Sandy tells me that she has wanted to do something for Ellie’s Charitable Fund for a while but wasn’t quite sure what to do. Ellie and Sandy’s daughter, Laina, were best friends since they were two. They played together and danced together and did all the things that little girls that age did together.
When Ellie got sick, Laina never questioned anything or even noticed anything different about her friend. She didn’t ask why Ellie lost her hair, why she had tubes coming out of her chest, or why she got so tired during dance that she often had to be carried by her teachers.

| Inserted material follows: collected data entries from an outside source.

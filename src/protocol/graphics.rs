//! # ESC/POS Raster Graphics
//!
//! ## Bit Packing
//!
//! Graphics data is packed as bytes where each bit represents one dot:
//! - Bit 7 (MSB) = leftmost dot
//! - Bit 0 (LSB) = rightmost dot
//! - 1 = black (print), 0 = white (no print)
//!
//! ```text
//! Byte value 0xF0 = 11110000 = ████░░░░
//! Byte value 0x0F = 00001111 = ░░░░████
//! ```

use super::commands::{GS, u16_le};

// ============================================================================
// RASTER BIT IMAGE (GS v 0)
// ============================================================================

/// # Print Raster Bit Image (GS v 0 m xL xH yL yH d1...dk)
///
/// ## Protocol Details
///
/// | Format  | Bytes |
/// |---------|-------|
/// | ASCII   | GS v 0 m xL xH yL yH d1...dk |
/// | Hex     | 1D 76 30 m xL xH yL yH d1...dk |
///
/// ## Parameters
///
/// - `m`: Scaling mode (0 = normal density)
/// - `xL, xH`: Width in bytes, little-endian
/// - `yL, yH`: Height in dots, little-endian
/// - `d1...dk`: Image data, k = width_bytes × height
///
/// ## Example
///
/// ```
/// use sunmi_printer::protocol::graphics;
///
/// let data = vec![0xAA; 48 * 10];
/// let cmd = graphics::raster(384, 10, &data);
/// assert_eq!(&cmd[0..8], &[0x1D, 0x76, 0x30, 0x00, 48, 0, 10, 0]);
/// ```
pub fn raster(width_dots: u16, height: u16, data: &[u8]) -> Vec<u8> {
    let width_bytes = width_dots.div_ceil(8);

    debug_assert!(
        data.len() == width_bytes as usize * height as usize,
        "Raster data length mismatch. Expected {} ({} bytes × {} rows), got {}",
        width_bytes as usize * height as usize,
        width_bytes,
        height,
        data.len()
    );

    let [xl, xh] = u16_le(width_bytes);
    let [yl, yh] = u16_le(height);

    let mut cmd = Vec::with_capacity(8 + data.len());
    cmd.extend_from_slice(&[GS, b'v', b'0', 0, xl, xh, yl, yh]);
    cmd.extend_from_slice(data);
    cmd
}

/// Split a packed image into several raster commands of at most
/// `max_rows` rows each.
///
/// Small printer receive buffers overflow on tall single commands; sending
/// chunks keeps each command within what the firmware accepts.
pub fn raster_chunked(width_dots: u16, height: u16, data: &[u8], max_rows: u16) -> Vec<u8> {
    let width_bytes = width_dots.div_ceil(8) as usize;
    let max_rows = max_rows.max(1);

    let mut cmd = Vec::with_capacity(data.len() + 8 * (height / max_rows + 1) as usize);
    let mut row = 0u16;
    while row < height {
        let rows = (height - row).min(max_rows);
        let start = row as usize * width_bytes;
        let end = start + rows as usize * width_bytes;
        cmd.extend(raster(width_dots, rows, &data[start..end]));
        row += rows;
    }
    cmd
}

// ============================================================================
// TESTS
// ============================================================================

It wasn’t until Ellie died that Laina even comprehended her best friend had been sick. And how do you even explain something like that to a child so young?
Ellie was 5 when she died.
Sandy decided to put together a fundraiser for two reasons – out of sheer compassion for Ellie’s mom, Beth, and so that Laina will never forget Ellie.
The event is an age-appropriate “dolly and me” tea party and will benefit the Power of Elle. Attendees are encouraged to dress in their fancy tea party clothes and bring a favorite doll. There are some pretty cool raffle items up for grabs as well.
Oh, about that flyer. Sandy didn’t even need it. The event sold out in less than a day through the Facebook event she created. It’s not until September, and she filled up the 60 person seating capacity and even has a waiting list in case people have to cancel last minute. If it’s a success – and I can’t imagine it won’t be with Sandy running it – she’s hoping it will be an annual event.
Generosity. Community. Support. Love. Compassion. Honor. Whatever you want to call it, it’s pretty darn great.
Ellie is certainly smiling down upon us all.